Zum Tod von René Burri
Der Mann mit dem abseitigen Blick
von Andrian Kreye
Schon sein allererstes Foto sollte später in die Geschichte
eingehen: Als 13-Jähriger fotografierte René Burri Winston Churchill 1946 in einer offenen Limousine. Später porträtierte er Che Guevara und Pablo Picasso. Jetzt ist der Schweizer Fotograf gestorben. Es gibt zwei historische Bilder des argentinischen Helden der kubanischen Revolution Che Guevara. Das eine ist von 1963 und wurde von dem Schweizer Fotografen René Burri gemacht, der nun am Montag gestorben ist.
Es zeigt Che schon in der Pose des Herrschers. Er war zu diesem
Zeitpunkt Industrieminister, saß schlecht gelaunt in den Räumen seines
Amtes, zwischen seinen Lippen eine Cohiba-Zigarre.
Alberto KordaDas andere Bild entstand drei Jahre zuvor, da war die Revolution
noch jung und der kubanische Fotograf Alberto Korda porträtierte Che als
Helden, die kampfmüden Augen unter dem Barett in die Weite gerichtet.
Burri und Korda trafen sich Jahre später einmal. Korda brachte seinem
Schweizer Kollegen einen Abzug mit, unter den er geschrieben hatte: "von
Deinem Freund Korda, dem Schöpfer des, wie Du zugeben musst,
berühmtesten Fotos von Che". Kordas Bild war ja zu einem Heiligenbild
der 68er geworden, zierte unzählige T-Shirts und Poster.

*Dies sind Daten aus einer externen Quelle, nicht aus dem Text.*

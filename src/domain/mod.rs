mod data_stores;
mod error;
mod member;
mod member_id;
mod member_installments;
mod search_term;

pub use data_stores::*;
pub use error::*;
pub use member::*;
pub use member_id::*;
pub use member_installments::*;
pub use search_term::*;
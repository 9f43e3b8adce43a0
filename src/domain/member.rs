use rust_decimal::Decimal;
use serde::{Deserialize, Serialize};

use super::MemberId;

#[derive(Debug, Clone, PartialEq, sqlx::FromRow, Serialize, Deserialize)]
pub struct Member {
    pub member_id: MemberId,
    pub full_name: String,
    pub phone: String,
    pub contribution_amt: Decimal,
}

/// Input of the add-member transaction: the member row plus its first
/// installment. The id and the installment date are assigned on insert.
#[derive(Debug, Clone, PartialEq)]
pub struct NewMember {
    pub full_name: String,
    pub phone: String,
    pub contribution_amt: Decimal,
    pub installment_amt: Decimal,
}

impl NewMember {
    pub fn new(
        full_name: String,
        phone: String,
        contribution_amt: Decimal,
        installment_amt: Decimal,
    ) -> Self {
        Self {
            full_name,
            phone,
            contribution_amt,
            installment_amt,
        }
    }
}

#[derive(Debug, Clone, PartialEq, sqlx::FromRow, Serialize, Deserialize)]
pub struct MemberSummary {
    pub member_id: MemberId,
    pub full_name: String,
}

#[derive(Debug, Clone, PartialEq, sqlx::FromRow, Serialize, Deserialize)]
pub struct MemberName {
    pub full_name: String,
}
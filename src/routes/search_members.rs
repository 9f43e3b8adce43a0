use axum::{extract::State, http::StatusCode, Json};
use color_eyre::eyre::eyre;
use serde::{Deserialize, Serialize};

use crate::{
    domain::{MemberAPIError, MemberSummary, SearchTerm},
    AppState,
};

pub const SEARCH_RESULT_LIMIT: i64 = 10;

#[tracing::instrument(name = "Search members route handler", skip_all)]
pub async fn search_members(
    State(state): State<AppState>,
    Json(request): Json<SearchMembersRequest>,
) -> Result<(StatusCode, Json<Vec<MemberSummary>>), MemberAPIError> {
    let term = SearchTerm::parse(request.search)?;

    let members = state
        .member_store
        .search_members(&term, SEARCH_RESULT_LIMIT)
        .await
        .map_err(|e| MemberAPIError::UnexpectedError(eyre!(e)))?;

    Ok((StatusCode::OK, Json(members)))
}

#[derive(Debug, PartialEq, Serialize, Deserialize)]
#[serde(deny_unknown_fields)]
pub struct SearchMembersRequest {
    #[serde(default)]
    pub search: Option<String>,
}
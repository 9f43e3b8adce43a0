use axum::{extract::State, http::StatusCode, Json};
use color_eyre::eyre::eyre;
use rust_decimal::Decimal;
use serde::{Deserialize, Serialize};

use crate::{
    domain::{MemberAPIError, MemberId, NewMember},
    AppState,
};

pub const ADD_MEMBER_SUCCESS_MESSAGE: &str =
    "Member and installment added successfully";

#[tracing::instrument(name = "Add member route handler", skip_all)]
pub async fn add_member(
    State(state): State<AppState>,
    Json(request): Json<AddMemberRequest>,
) -> Result<(StatusCode, Json<AddMemberResponse>), MemberAPIError> {
    let member = NewMember::new(
        request.full_name,
        request.phone,
        request.contribution_amt,
        request.installment_amt,
    );

    let member_id = state
        .member_store
        .add_member(&member)
        .await
        .map_err(|e| MemberAPIError::AddMemberFailed(eyre!(e)))?;

    let response = Json(AddMemberResponse {
        message: ADD_MEMBER_SUCCESS_MESSAGE.to_string(),
        member_id,
    });

    Ok((StatusCode::CREATED, response))
}

#[derive(Debug, PartialEq, Serialize, Deserialize)]
pub struct AddMemberResponse {
    pub message: String,
    pub member_id: MemberId,
}

#[derive(Debug, PartialEq, Serialize, Deserialize)]
#[serde(deny_unknown_fields)]
pub struct AddMemberRequest {
    pub full_name: String,
    pub phone: String,
    pub contribution_amt: Decimal,
    pub installment_amt: Decimal,
}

Später revanchierte sich Burri mit einem Abzug seines Bildes: "von
Deinem Freund Burri, dem Schöpfer des, wie Du zugeben musst, besten
Fotos von Che".
die Callas
Schon sein erstes Bild sollte später in die Geschichte eingehen
Als René Burri das Che-Foto aufnahm, war er selbst längst
berühmt. Schon sein allererstes Foto sollte später als Meisterwerk in
die Geschichte der Fotografie eingehen. Das hatte er als 13-Jähriger
aufgenommen, als ihm sein Vater seine Kamera in die Hand drückte und er 1946 Winston Churchill fotografierte, wie er aufrecht in einer offenen Limousine stehend durch Zürich fuhr.

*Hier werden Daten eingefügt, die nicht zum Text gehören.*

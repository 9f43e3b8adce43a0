use color_eyre::eyre::eyre;
use sqlx::{PgPool, Postgres, Transaction};

use crate::domain::{
    MemberId, MemberInstallmentRow, MemberName, MemberStore,
    MemberStoreError, MemberSummary, NewMember, SearchTerm,
};

pub struct PostgresMemberStore {
    pool: PgPool,
}

impl PostgresMemberStore {
    pub fn new(pool: PgPool) -> Self {
        Self { pool }
    }
}

#[async_trait::async_trait]
impl MemberStore for PostgresMemberStore {
    #[tracing::instrument(
        name = "Getting members with installments from PostgreSQL",
        skip_all
    )]
    async fn get_member_installment_rows(
        &self,
        member_id: Option<&MemberId>,
    ) -> Result<Vec<MemberInstallmentRow>, MemberStoreError> {
        sqlx::query_as::<_, MemberInstallmentRow>(
            r#"
                SELECT members.member_id, members.full_name, members.phone,
                       members.contribution_amt,
                       member_installments.installment_date,
                       member_installments.installment_amt
                FROM members
                LEFT JOIN member_installments
                    ON members.member_id = member_installments.member_id
                WHERE $1::INTEGER IS NULL OR members.member_id = $1
                ORDER BY members.member_id, member_installments.installment_date
            "#,
        )
        .bind(member_id.copied())
        .fetch_all(&self.pool)
        .await
        .map_err(|e| MemberStoreError::UnexpectedError(eyre!(e)))
    }

    #[tracing::instrument(name = "Searching members in PostgreSQL", skip_all)]
    async fn search_members(
        &self,
        term: &SearchTerm,
        limit: i64,
    ) -> Result<Vec<MemberSummary>, MemberStoreError> {
        sqlx::query_as::<_, MemberSummary>(
            r#"
                SELECT member_id, full_name
                FROM members
                WHERE LOWER(full_name) LIKE LOWER($1)
                ORDER BY full_name
                LIMIT $2
            "#,
        )
        .bind(term.as_like_pattern())
        .bind(limit)
        .fetch_all(&self.pool)
        .await
        .map_err(|e| MemberStoreError::UnexpectedError(eyre!(e)))
    }

    #[tracing::instrument(name = "Adding member to PostgreSQL", skip_all)]
    async fn add_member(
        &self,
        member: &NewMember,
    ) -> Result<MemberId, MemberStoreError> {
        let mut transaction = self
            .pool
            .begin()
            .await
            .map_err(|e| MemberStoreError::UnexpectedError(eyre!(e)))?;

        match insert_member_with_installment(&mut transaction, member).await {
            Ok(member_id) => {
                transaction
                    .commit()
                    .await
                    .map_err(|e| MemberStoreError::UnexpectedError(eyre!(e)))?;
                Ok(member_id)
            }
            Err(e) => {
                if let Err(rollback_error) = transaction.rollback().await {
                    tracing::error!(
                        "Failed to roll back add-member transaction: {}",
                        rollback_error
                    );
                }
                Err(MemberStoreError::TransactionRolledBack(eyre!(e)))
            }
        }
    }

    #[tracing::instrument(
        name = "Getting member names from PostgreSQL",
        skip_all
    )]
    async fn get_member_names(
        &self,
    ) -> Result<Vec<MemberName>, MemberStoreError> {
        sqlx::query_as::<_, MemberName>(
            r#"
                SELECT full_name FROM members
            "#,
        )
        .fetch_all(&self.pool)
        .await
        .map_err(|e| MemberStoreError::UnexpectedError(eyre!(e)))
    }
}

#[tracing::instrument(name = "Inserting member and installment", skip_all)]
async fn insert_member_with_installment(
    transaction: &mut Transaction<'_, Postgres>,
    member: &NewMember,
) -> Result<MemberId, sqlx::Error> {
    let member_id = sqlx::query_scalar::<_, MemberId>(
        r#"
            INSERT INTO members (full_name, phone, contribution_amt)
            VALUES ($1, $2, $3)
            RETURNING member_id
        "#,
    )
    .bind(&member.full_name)
    .bind(&member.phone)
    .bind(member.contribution_amt)
    .fetch_one(&mut **transaction)
    .await?;

    sqlx::query(
        r#"
            INSERT INTO member_installments (member_id, installment_date, installment_amt)
            VALUES ($1, CURRENT_DATE, $2)
        "#,
    )
    .bind(member_id)
    .bind(member.installment_amt)
    .execute(&mut **transaction)
    .await?;

    Ok(member_id)
}
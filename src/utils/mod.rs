pub mod constants;
pub mod tracing;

Seinen internationalen Durchbruch hatte er mit dem umfangreichen Foto-Essay "Die Deutschen", das er 1957 begann und bis 1997
immer wieder ergänzte und erweiterte. Als neutraler Schweizer konnte er
ungehindert beide Teile Deutschlands bereisen. Es war ein
schonungsloser Blick, den er da auf die besiegte, geteilte und in sich
zerrissene Nation warf. Als die erste Ausgabe seines Buches 1962
erschien, wurde er in New York, Paris und London gefeiert. In
Deutschland haben sie ihn dafür gehasst. Tiefe Müdigkeit und bleischwere
Tristesse lasteten auf Burris Deutschland, Trümmer und jene freudlose
Architektur der Nachkriegsjahre ließen nicht einen Hauch von Wärme zu.
Für Magnum bereiste René Burri die Welt. Er dokumentierte viele
der großen Kriege und historischen Ereignisse. Berühmt wurden aber meist
seine Bilder mit den abseitigen Blicken, den exemplarischen, nicht den
historischen Momenten. Er porträtierte die Großen seiner Zeit wie Pablo
Picasso, Alberto Giacometti und Le Corbusier, drehte Dokumentarfilme
über China, über den Sechstagekrieg und über Gastarbeiter in der
Schweiz. Nun ist er in Zürich an einem Krebsleiden gestorben. Er wurde 81 Jahre alt.